WHAT YOU SHOULD DO: Pull out every line below holding the word "crate".

Saved entries
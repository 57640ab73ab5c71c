//! Configuration using Figment
//!
//! [`DaqConfig`] holds every default a session falls back to: device name
//! prefix, channel ranges, counter decoding, sample timing, transfer
//! timeouts, logging and the simulated device set. It is layered from:
//! 1. Built-in defaults ([`DaqConfig::default`])
//! 2. A TOML file (`config/quickdaq.toml` unless a path is given)
//! 3. Environment variables prefixed with `QUICKDAQ_`, nested keys split on `__`
//!
//! # Example
//! ```no_run
//! use quick_daq::config::DaqConfig;
//!
//! # fn main() -> Result<(), Box<dyn std::error::Error>> {
//! // QUICKDAQ_TIMING__SAMPLING_RATE=500 overrides the file
//! let config = DaqConfig::load()?;
//! config.validate()?;
//! println!("Prefix: {}", config.device_prefix);
//! # Ok(())
//! # }
//! ```

use std::collections::HashSet;
use std::path::Path;
use std::time::Duration;

use figment::{
    providers::{Env, Format, Serialized, Toml},
    Figment,
};
use serde::{Deserialize, Serialize};

use crate::error::{QuickDaqError, Result};
use crate::io_mode::{SamplingMode, TriggerEdge};
use crate::logging::OutputFormat;
use crate::provider::{AngleUnits, EncoderDecoding, LineGrouping, TerminalConfig, ZIndexPhase};

/// Default configuration file location.
pub const DEFAULT_CONFIG_PATH: &str = "config/quickdaq.toml";

/// Longest device prefix accepted by the driver.
pub const MAX_PREFIX_LEN: usize = 14;

/// Top-level configuration
#[derive(Debug, Clone, PartialEq, Serialize, Deserialize)]
#[serde(default)]
pub struct DaqConfig {
    /// Device name prefix; device ids are the numeric suffix after it
    pub device_prefix: String,
    /// Analog input channel defaults
    pub analog_in: AnalogInConfig,
    /// Analog output channel defaults
    pub analog_out: AnalogOutConfig,
    /// Digital output defaults
    pub digital: DigitalConfig,
    /// Angular encoder defaults
    pub counter: CounterConfig,
    /// Sample clock defaults
    pub timing: TimingConfig,
    /// Transfer settings
    pub io: IoConfig,
    /// Logging settings
    pub logging: LoggingConfig,
    /// Simulated hardware
    pub simulation: SimulationConfig,
}

impl Default for DaqConfig {
    fn default() -> Self {
        Self {
            device_prefix: "PXI1Slot".to_string(),
            analog_in: AnalogInConfig::default(),
            analog_out: AnalogOutConfig::default(),
            digital: DigitalConfig::default(),
            counter: CounterConfig::default(),
            timing: TimingConfig::default(),
            io: IoConfig::default(),
            logging: LoggingConfig::default(),
            simulation: SimulationConfig::default(),
        }
    }
}

/// Analog input channel defaults
#[derive(Debug, Clone, PartialEq, Serialize, Deserialize)]
#[serde(default)]
pub struct AnalogInConfig {
    /// Expected minimum input in volts
    pub min: f64,
    /// Expected maximum input in volts
    pub max: f64,
    /// Terminal configuration
    pub terminal_config: TerminalConfig,
    /// Samples per channel per read; -1 reads whatever is available
    pub samples_per_channel: i32,
}

impl Default for AnalogInConfig {
    fn default() -> Self {
        Self {
            min: -10.0,
            max: 10.0,
            terminal_config: TerminalConfig::Default,
            samples_per_channel: -1,
        }
    }
}

/// Analog output channel defaults
#[derive(Debug, Clone, PartialEq, Serialize, Deserialize)]
#[serde(default)]
pub struct AnalogOutConfig {
    /// Minimum output in volts
    pub min: f64,
    /// Maximum output in volts
    pub max: f64,
}

impl Default for AnalogOutConfig {
    fn default() -> Self {
        Self {
            min: -10.0,
            max: 10.0,
        }
    }
}

/// Digital output defaults
#[derive(Debug, Clone, Default, PartialEq, Serialize, Deserialize)]
#[serde(default)]
pub struct DigitalConfig {
    /// Line grouping of digital channels
    pub line_grouping: LineGrouping,
}

/// Angular encoder defaults, sized for a CUI AMT103 encoder
#[derive(Debug, Clone, PartialEq, Serialize, Deserialize)]
#[serde(default)]
pub struct CounterConfig {
    /// Quadrature decoding
    pub decoding: EncoderDecoding,
    /// Whether the Z index resets the count
    pub z_index_enabled: bool,
    /// Value loaded on Z index
    pub z_index_value: f64,
    /// Phase at which the Z index is honoured
    pub z_index_phase: ZIndexPhase,
    /// Measurement units
    pub units: AngleUnits,
    /// Encoder pulses per revolution
    pub pulses_per_revolution: u32,
    /// Initial angle
    pub initial_angle: f64,
}

impl Default for CounterConfig {
    fn default() -> Self {
        Self {
            decoding: EncoderDecoding::X4,
            z_index_enabled: false,
            z_index_value: 0.0,
            z_index_phase: ZIndexPhase::AHighBHigh,
            units: AngleUnits::Degrees,
            pulses_per_revolution: 2048,
            initial_angle: 0.0,
        }
    }
}

/// Sample clock defaults
#[derive(Debug, Clone, PartialEq, Serialize, Deserialize)]
#[serde(default)]
pub struct TimingConfig {
    /// Sampling mode
    pub sampling_mode: SamplingMode,
    /// Sampling rate in Hz
    pub sampling_rate: f64,
    /// Samples per channel per transfer
    pub samples_per_channel: u64,
    /// Active clock edge
    pub trigger_edge: TriggerEdge,
}

impl Default for TimingConfig {
    fn default() -> Self {
        Self {
            sampling_mode: SamplingMode::HwClocked,
            sampling_rate: 1000.0,
            samples_per_channel: 1,
            trigger_edge: TriggerEdge::Rising,
        }
    }
}

/// Transfer settings
#[derive(Debug, Clone, PartialEq, Serialize, Deserialize)]
#[serde(default)]
pub struct IoConfig {
    /// Timeout of every blocking provider call
    #[serde(with = "humantime_serde")]
    pub timeout: Duration,
    /// Whether analog writes start their task implicitly
    pub analog_auto_start: bool,
    /// Whether digital writes start their task implicitly
    pub digital_auto_start: bool,
}

impl Default for IoConfig {
    fn default() -> Self {
        Self {
            timeout: Duration::from_secs(10),
            analog_auto_start: false,
            digital_auto_start: true,
        }
    }
}

/// Logging settings
#[derive(Debug, Clone, PartialEq, Serialize, Deserialize)]
#[serde(default)]
pub struct LoggingConfig {
    /// Logging level (trace, debug, info, warn, error)
    pub level: String,
    /// Output format
    pub format: OutputFormat,
}

impl Default for LoggingConfig {
    fn default() -> Self {
        Self {
            level: "info".to_string(),
            format: OutputFormat::Pretty,
        }
    }
}

/// Simulated hardware
#[derive(Debug, Clone, Default, PartialEq, Serialize, Deserialize)]
#[serde(default)]
pub struct SimulationConfig {
    /// Devices exposed by the simulated provider
    pub devices: Vec<SimulatedDeviceConfig>,
}

/// One simulated device
#[derive(Debug, Clone, PartialEq, Serialize, Deserialize)]
pub struct SimulatedDeviceConfig {
    /// Numeric id appended to the device prefix
    pub id: u32,
    /// Product type reported for the device
    #[serde(default = "default_product_type")]
    pub product_type: String,
    /// Serial number
    #[serde(default)]
    pub serial: u64,
    /// Analog input channels
    #[serde(default)]
    pub analog_in: u32,
    /// Analog output channels
    #[serde(default)]
    pub analog_out: u32,
    /// Digital input ports
    #[serde(default)]
    pub digital_in: u32,
    /// Digital output ports
    #[serde(default)]
    pub digital_out: u32,
    /// Counter inputs
    #[serde(default)]
    pub counter_in: u32,
    /// Counter outputs
    #[serde(default)]
    pub counter_out: u32,
    /// Feed analog outputs back into analog inputs
    #[serde(default)]
    pub loopback: bool,
}

fn default_product_type() -> String {
    "PXIe-6363".to_string()
}

impl DaqConfig {
    /// Load configuration from `config/quickdaq.toml` and environment variables
    ///
    /// Environment variables override the file with prefix `QUICKDAQ_`.
    /// Example: `QUICKDAQ_LOGGING__LEVEL=debug`
    pub fn load() -> Result<Self> {
        Self::load_from(DEFAULT_CONFIG_PATH)
    }

    /// Load configuration from a specific file path
    ///
    /// A missing file is not an error; the defaults apply.
    pub fn load_from<P: AsRef<Path>>(path: P) -> Result<Self> {
        Ok(Figment::from(Serialized::defaults(Self::default()))
            .merge(Toml::file(path.as_ref()))
            .merge(Env::prefixed("QUICKDAQ_").split("__"))
            .extract()?)
    }

    /// Validate configuration after loading
    pub fn validate(&self) -> Result<()> {
        if self.device_prefix.is_empty() || self.device_prefix.len() > MAX_PREFIX_LEN {
            return Err(QuickDaqError::InvalidConfig(format!(
                "Invalid device_prefix '{}'. Must be 1-{} characters",
                self.device_prefix, MAX_PREFIX_LEN
            )));
        }

        if self.analog_in.min >= self.analog_in.max {
            return Err(QuickDaqError::InvalidConfig(format!(
                "Invalid analog_in range [{}, {}]",
                self.analog_in.min, self.analog_in.max
            )));
        }
        if self.analog_out.min >= self.analog_out.max {
            return Err(QuickDaqError::InvalidConfig(format!(
                "Invalid analog_out range [{}, {}]",
                self.analog_out.min, self.analog_out.max
            )));
        }

        let rate = self.timing.sampling_rate;
        if !rate.is_finite() || rate <= 0.0 {
            return Err(QuickDaqError::InvalidConfig(format!(
                "Invalid sampling_rate {rate}. Must be a positive number of Hz"
            )));
        }

        if self.io.timeout.is_zero() {
            return Err(QuickDaqError::InvalidConfig(
                "io.timeout must be non-zero".to_string(),
            ));
        }

        crate::logging::parse_log_level(&self.logging.level)
            .map_err(QuickDaqError::InvalidConfig)?;

        let mut ids = HashSet::new();
        for device in &self.simulation.devices {
            if !ids.insert(device.id) {
                return Err(QuickDaqError::InvalidConfig(format!(
                    "Duplicate simulated device id: {}",
                    device.id
                )));
            }
        }

        Ok(())
    }

    /// Render the effective configuration as TOML.
    pub fn to_toml(&self) -> std::result::Result<String, toml::ser::Error> {
        toml::to_string_pretty(self)
    }
}
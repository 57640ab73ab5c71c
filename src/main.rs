//! CLI entry point for quickDAQ
//!
//! Drives a session against the simulated provider described by the
//! `simulation` section of the configuration:
//! - `devices` prints the enumerated device table
//! - `terminals` lists the routable terminals of one device
//! - `config` prints the effective configuration as TOML
//! - `demo` binds analog loopback pins and runs a hardware-timed loop
//!
//! # Usage
//!
//! ```bash
//! quickdaq --config config/quickdaq.toml devices
//! quickdaq demo --cycles 20
//! ```
//!
//! Library errors end the process with their quickDAQ exit code.

use std::path::PathBuf;

use anyhow::{Context, Result};
use clap::{Parser, Subcommand};
use quick_daq::logging;
use quick_daq::{
    DaqConfig, IoMode, QuickDaqError, Session, SimulatedDevice, SimulatedProvider,
};
use tracing::info;

#[derive(Parser)]
#[command(name = "quickdaq")]
#[command(about = "pinMode-style data acquisition on simulated hardware", long_about = None)]
struct Cli {
    /// Configuration file
    #[arg(long, global = true, default_value = quick_daq::config::DEFAULT_CONFIG_PATH)]
    config: PathBuf,

    #[command(subcommand)]
    command: Commands,
}

#[derive(Subcommand)]
enum Commands {
    /// Enumerate devices and print the device table
    Devices,

    /// List the terminals of a device
    Terminals {
        /// Numeric device id
        device: u32,
    },

    /// Print the effective configuration
    Config,

    /// Write a ramp on analog outputs and read it back on a loopback device
    Demo {
        /// Number of sample clock cycles
        #[arg(long, default_value = "10")]
        cycles: u32,

        /// Number of analog pins to bind
        #[arg(long, default_value = "2")]
        pins: u32,
    },
}

fn main() {
    if let Err(err) = run() {
        eprintln!("Error: {err:#}");
        let code = err
            .downcast_ref::<QuickDaqError>()
            .map_or(1, QuickDaqError::exit_code);
        std::process::exit(code);
    }
}

fn run() -> Result<()> {
    let cli = Cli::parse();

    let config = DaqConfig::load_from(&cli.config)
        .with_context(|| format!("loading {}", cli.config.display()))?;
    config.validate()?;
    logging::init_from_config(&config).map_err(anyhow::Error::msg)?;

    match cli.command {
        Commands::Devices => list_devices(config),
        Commands::Terminals { device } => list_terminals(config, device),
        Commands::Config => {
            print!("{}", config.to_toml()?);
            Ok(())
        }
        Commands::Demo { cycles, pins } => run_demo(config, cycles, pins),
    }
}

fn provider_for(config: &DaqConfig) -> SimulatedProvider {
    if config.simulation.devices.is_empty() {
        // Bench rig used when the configuration lists no devices.
        SimulatedProvider::new(vec![
            SimulatedDevice::new(format!("{}2", config.device_prefix))
                .product_type("PXIe-6363")
                .channels(IoMode::AnalogIn, 8)
                .channels(IoMode::AnalogOut, 4)
                .channels(IoMode::DigitalOut, 2)
                .loopback(true),
            SimulatedDevice::new(format!("{}3", config.device_prefix))
                .product_type("PXI-6602")
                .channels(IoMode::CounterAngleIn, 8)
                .channels(IoMode::CounterTickOut, 8),
        ])
    } else {
        SimulatedProvider::from_config(config)
    }
}

fn list_devices(config: DaqConfig) -> Result<()> {
    let mut session = Session::new(provider_for(&config), config);
    session.initialize()?;
    if let Some(catalog) = session.catalog() {
        println!("{catalog}");
    }
    session.terminate()?;
    Ok(())
}

fn list_terminals(config: DaqConfig, device: u32) -> Result<()> {
    let mut session = Session::new(provider_for(&config), config);
    for (i, terminal) in session.enumerate_terminals(device)?.iter().enumerate() {
        println!("Terminal {}: {}", i + 1, terminal);
    }
    Ok(())
}

fn run_demo(config: DaqConfig, cycles: u32, pins: u32) -> Result<()> {
    let mut session = Session::new(provider_for(&config), config);
    session.initialize()?;

    let device = session
        .catalog()
        .and_then(|catalog| {
            catalog.devices().find(|d| {
                d.channel_count(IoMode::AnalogIn) >= pins
                    && d.channel_count(IoMode::AnalogOut) >= pins
            })
        })
        .map(|d| d.id())
        .context("no device with enough analog loopback channels")?;

    for pin in 0..pins {
        session.set_pin_mode(device, IoMode::AnalogIn, pin)?;
        session.set_pin_mode(device, IoMode::AnalogOut, pin)?;
    }
    session.configure_sampling_from_config()?;
    session.start()?;
    info!(device, pins, clock = %session.clock_source(), "Demo running");

    for cycle in 0..cycles {
        session.sync_sampling()?;
        for pin in 0..pins {
            let volts = f64::from(cycle) * 0.1 + f64::from(pin);
            session.set_analog_out_pin(device, pin, volts)?;
        }
        session.write_analog(device)?;
        session.read_analog(device)?;

        let readings: Vec<String> = (0..pins)
            .map(|pin| match session.get_analog_in_pin(device, pin) {
                Ok(Some(v)) => format!("{v:7.3}"),
                _ => "    ---".to_string(),
            })
            .collect();
        println!("cycle {cycle:>4} | {}", readings.join(" | "));
    }

    session.stop()?;
    session.terminate()?;
    Ok(())
}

ANSWER BOX:
use crate::error::{QuickDaqError, Result};
use crate::io_mode::{SamplingMode, TriggerEdge};
use crate::logging::OutputFormat;
use crate::provider::{AngleUnits, EncoderDecoding, LineGrouping, TerminalConfig, ZIndexPhase};
        crate::logging::parse_log_level(&self.logging.level)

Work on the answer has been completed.